Perpendicular vectors are fascinating because they meet at right angles, much like the corner of a square or rectangle. In vector analysis, two vectors are perpendicular if their dot product equals zero.
The dot product is calculated by multiplying corresponding components of two vectors and summing the results. For example, if you have vectors \( \mathbf{u} = \mathbf{i} + 2\mathbf{j} - \mathbf{k} \) and \( \mathbf{v} = -\mathbf{i} + \mathbf{j} + \mathbf{k} \), their dot product is \( \mathbf{u} \cdot \mathbf{v} = (1)(-1) + (2)(1) + (-1)(1) = 0 \). Since the result is zero, these vectors are perpendicular.
This concept is not just about satisfying a mathematical condition, but also about understanding how vectors relate to each other in space, providing insight into geometry and physics.

Parallel vectors are like a pair of trails that never intersect, always maintaining the same direction. Two vectors are parallel when one is a scalar multiple of the other. This means that even if one vector is longer or shorter, if you can multiply the components of one vector by the same number to get the other vector, they are parallel.
For instance, if vector \( \mathbf{a} \) is twice as long as vector \( \mathbf{b} \), they point in the same direction and we say \( \mathbf{a} \) is parallel to \( \mathbf{b} \).
In our exercise, it was examined whether any of the vectors given could be scalar multiples, and thus parallel. The analysis showed that none of the vectors fit this condition, confirming that none were parallel. Understanding parallel vectors is crucial in navigation, physics, and various fields of engineering where direction is key.

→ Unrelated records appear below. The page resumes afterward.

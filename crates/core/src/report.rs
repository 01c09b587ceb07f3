//! Findings and report sinks
//!
//! Findings are the expected output of the checks, not failures. They
//! are write-once, emitted in discovery order and never revised. The
//! CSV sink reproduces the column layout of the survey report format:
//! layer, feature id, description, height, height difference, X, Y.

use std::fmt;
use std::fs::File;
use std::io::Write;
use std::path::Path;

use serde::{Deserialize, Serialize};

use crate::error::Result;

/// The reportable defect categories.
#[derive(Debug, Clone, Copy, PartialEq, Eq, Serialize, Deserialize)]
pub enum Category {
    PreviousVertexInflection,
    RelativeInflection,
    ContinuityError,
    IntersectionHeightMismatch,
    MissingMaximum,
    EndorheicWithoutClosure,
    PolygonHeightMismatch,
    UnsupportedIntersectionGeometry,
}

impl Category {
    /// Report description, as printed in the CSV Description column.
    pub fn label(&self) -> &'static str {
        match self {
            Category::PreviousVertexInflection => "Error - Previous vertex inflexion",
            Category::RelativeInflection => "Error - Relative inflexion",
            Category::ContinuityError => "Error - Continuity",
            Category::IntersectionHeightMismatch => "Error - Difference in height intersection",
            Category::MissingMaximum => "Error - Node with no maximum height",
            Category::EndorheicWithoutClosure => "Error - Endorheic",
            Category::PolygonHeightMismatch => "Error - Polygon height",
            Category::UnsupportedIntersectionGeometry => "Error - Unsupported intersection geometry",
        }
    }
}

impl fmt::Display for Category {
    fn fmt(&self, f: &mut fmt::Formatter<'_>) -> fmt::Result {
        f.write_str(self.label())
    }
}

/// One reportable row. Numeric diagnostics are optional: continuity and
/// closure findings carry no elevation.
#[derive(Debug, Clone, PartialEq, Serialize, Deserialize)]
pub struct Finding {
    pub layer: String,
    pub feature: String,
    pub category: Category,
    pub elevation: Option<f64>,
    pub delta: Option<f64>,
    pub x: Option<f64>,
    pub y: Option<f64>,
    /// Free-form qualifier: an unexpected geometry type tag, or the
    /// layer/feature on the other side of an intersection mismatch.
    pub detail: Option<String>,
}

impl Finding {
    pub fn new(layer: &str, feature: &str, category: Category) -> Self {
        Self {
            layer: layer.to_string(),
            feature: feature.to_string(),
            category,
            elevation: None,
            delta: None,
            x: None,
            y: None,
            detail: None,
        }
    }

    pub fn with_elevation(mut self, elevation: f64) -> Self {
        self.elevation = Some(elevation);
        self
    }

    pub fn with_delta(mut self, delta: f64) -> Self {
        self.delta = Some(delta);
        self
    }

    pub fn with_location(mut self, x: f64, y: f64) -> Self {
        self.x = Some(x);
        self.y = Some(y);
        self
    }

    pub fn with_detail(mut self, detail: impl Into<String>) -> Self {
        self.detail = Some(detail.into());
        self
    }
}

/// Ordered consumer of findings.
pub trait ReportSink {
    fn write(&mut self, finding: &Finding) -> Result<()>;
}

/// Collects findings in memory; used by tests and the idempotence
/// checks.
#[derive(Debug, Default)]
pub struct MemorySink {
    pub findings: Vec<Finding>,
}

impl MemorySink {
    pub fn new() -> Self {
        Self::default()
    }
}

impl ReportSink for MemorySink {
    fn write(&mut self, finding: &Finding) -> Result<()> {
        self.findings.push(finding.clone());
        Ok(())
    }
}

const HEADER: [&str; 7] = [
    "Input_Layer",
    "OBJECTID",
    "Description",
    "Height",
    "Height_difference",
    "X_Coordinate",
    "Y_Coordinate",
];

/// CSV report writer. Writes the header row on construction.
pub struct CsvSink<W: Write> {
    writer: csv::Writer<W>,
}

impl CsvSink<File> {
    pub fn from_path(path: impl AsRef<Path>) -> Result<Self> {
        Self::new(File::create(path)?)
    }
}

impl<W: Write> CsvSink<W> {
    pub fn new(inner: W) -> Result<Self> {
        let mut writer = csv::Writer::from_writer(inner);
        writer.write_record(HEADER)?;
        Ok(Self { writer })
    }

    pub fn into_inner(self) -> Result<W> {
        self.writer
            .into_inner()
            .map_err(|e| crate::error::Error::Other(e.to_string()))
    }
}

fn number(value: Option<f64>) -> String {
    value.map(|v| v.to_string()).unwrap_or_default()
}

impl<W: Write> ReportSink for CsvSink<W> {
    fn write(&mut self, finding: &Finding) -> Result<()> {
        let description = match &finding.detail {
            Some(detail) => format!("{} ({})", finding.category.label(), detail),
            None => finding.category.label().to_string(),
        };
        self.writer.write_record([
            finding.layer.as_str(),
            finding.feature.as_str(),
            description.as_str(),
            number(finding.elevation).as_str(),
            number(finding.delta).as_str(),
            number(finding.x).as_str(),
            number(finding.y).as_str(),
        ])?;
        self.writer.flush()?;
        Ok(())
    }
}

#[cfg(test)]
mod tests {
    use super::*;

    #[test]
    fn test_csv_sink_writes_header_and_rows() {
        let mut sink = CsvSink::new(Vec::new()).unwrap();
        sink.write(
            &Finding::new("drainage", "D1", Category::PreviousVertexInflection)
                .with_elevation(12.5)
                .with_delta(0.4)
                .with_location(100.0, 200.0),
        )
        .unwrap();
        sink.write(&Finding::new("drainage", "D2", Category::ContinuityError))
            .unwrap();

        let bytes = sink.into_inner().unwrap();
        let text = String::from_utf8(bytes).unwrap();
        let lines: Vec<&str> = text.lines().collect();
        assert_eq!(lines.len(), 3);
        assert!(lines[0].starts_with("Input_Layer,OBJECTID,Description"));
        assert_eq!(
            lines[1],
            "drainage,D1,Error - Previous vertex inflexion,12.5,0.4,100,200"
        );
        assert_eq!(lines[2], "drainage,D2,Error - Continuity,,,,");
    }

    #[test]
    fn test_detail_is_appended_to_description() {
        let mut sink = CsvSink::new(Vec::new()).unwrap();
        sink.write(
            &Finding::new("lakes", "L1", Category::UnsupportedIntersectionGeometry)
                .with_detail("polygon"),
        )
        .unwrap();
        let text = String::from_utf8(sink.into_inner().unwrap()).unwrap();
        assert!(text.contains("Error - Unsupported intersection geometry (polygon)"));
    }

    #[test]
    fn test_memory_sink_preserves_order() {
        let mut sink = MemorySink::new();
        let a = Finding::new("l", "1", Category::MissingMaximum);
        let b = Finding::new("l", "2", Category::EndorheicWithoutClosure);
        sink.write(&a).unwrap();
        sink.write(&b).unwrap();
        assert_eq!(sink.findings, vec![a, b]);
    }
}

The dot product, also known as the scalar product, is a way to multiply two vectors to get a scalar, or a single number. This operation is foundational in vector analysis, providing essential information about the relationship between vectors.
To calculate the dot product of vectors \( \mathbf{a} = a_1\mathbf{i} + a_2\mathbf{j} + a_3\mathbf{k} \) and \( \mathbf{b} = b_1\mathbf{i} + b_2\mathbf{j} + b_3\mathbf{k} \), you multiply and sum their respective components:
\[ \mathbf{a} \cdot \mathbf{b} = a_1b_1 + a_2b_2 + a_3b_3 \].
This operation is highly valuable as it reveals if vectors are perpendicular and can also be used to find the angle between vectors. When the dot product is zero, it means the vectors are orthogonal (perpendicular), which is an important relationship in both geometry and physics.

Scalar multiplication involves taking a vector and multiplying each of its components by a scalar, a real number. This operation scales the vector without changing its direction if the scalar is positive. If the scalar is negative, it also reverses the direction.
For example, multiplying the vector \( \mathbf{a} = \mathbf{i} + 2\mathbf{j} \) by a scalar \( c = 3 \) results in \( 3\mathbf{a} = 3\mathbf{i} + 6\mathbf{j} \). This new vector points in the same direction but is three times longer.
Scalar multiplication plays a role in determining parallel vectors, as any pair of vectors where one is a scalar multiple of the other is parallel. It's a fundamental concept that aids in transforming vector lengths and in practical applications like physics, where it can represent changes in physical quantities such as force or velocity.